RECORDS TO USE =>
>>

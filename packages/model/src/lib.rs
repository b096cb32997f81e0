//! # MailForge Model
//!
//! Data types shared by every MailForge crate: the block-based email
//! template document, its Style Maps, patches and the persisted record form.
//!
//! ```text
//! Document
//!  ├─ metadata (name, category, subject, owner, visibility, forkedFrom)
//!  └─ blocks: [Block]
//!       ├─ id
//!       ├─ content: Header | Text | Image | Button | Spacer | Footer
//!       └─ style: StyleMap (ordered key → Scalar)
//! ```

mod block;
pub mod defaults;
mod document;
mod errors;
mod ids;
mod scalar;

pub use block::{
    decode_blocks, new_block_id, validate_blocks, Block, BlockContent, BlockKind, ButtonData,
    FooterData, HeaderData, ImageData, TextData,
};
pub use document::{
    Document, DocumentPatch, DocumentRecord, DocumentSummary, FieldUpdate, NewDocument,
    SaveOutcome, Visibility,
};
pub use errors::ModelError;
pub use ids::{DocumentId, UserId};
pub use scalar::{Context, Scalar, StyleMap};
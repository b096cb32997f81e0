pub mod compile;
pub mod init;
pub mod serve;

pub use compile::{compile, CompileArgs};
pub use init::{init, InitArgs};
pub use serve::{serve, ServeArgs};
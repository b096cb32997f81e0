//! # MailForge Editor
//!
//! Editing engine for block-based email templates.
//!
//! ## Architecture
//!
//! ```text
//! ┌─────────────────────────────────────────────┐
//! │ editing surface: clicks, drags, inputs      │
//! └─────────────────────────────────────────────┘
//!                     ↓ Mutation
//! ┌─────────────────────────────────────────────┐
//! │ editor: EditSession                         │
//! │  - Validate + apply mutations               │
//! │  - Selection, dirty flag, version           │
//! │  - Produce the save patch                   │
//! │  - Adopt the fork after a non-owner save    │
//! └─────────────────────────────────────────────┘
//!                     ↓ DocumentPatch
//! ┌─────────────────────────────────────────────┐
//! │ workspace: ownership & fork resolution      │
//! └─────────────────────────────────────────────┘
//! ```
//!
//! The session is an explicit value owned by the caller. Nothing in this
//! crate keeps state between calls.
//!
//! ## Usage
//!
//! ```rust,ignore
//! use mailforge_editor::{EditSession, Mutation};
//! use mailforge_model::BlockKind;
//!
//! let mut session = EditSession::new("tab-1", document);
//! let result = session.apply(Mutation::AddBlock { kind: BlockKind::Button, index: Some(1) })?;
//! let html = session.preview(&context);
//! let patch = session.to_patch()?;
//! ```

mod errors;
mod mutations;
mod session;

pub use errors::EditorError;
pub use mutations::{Mutation, MutationError, MutationResult};
pub use session::EditSession;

<<

EXERCISE REQUIREMENTS =>
Across the data above, how many lines contain the string "StyleMap"? Reply with the number and nothing else.

OUTPUT OF THE TASK =>
2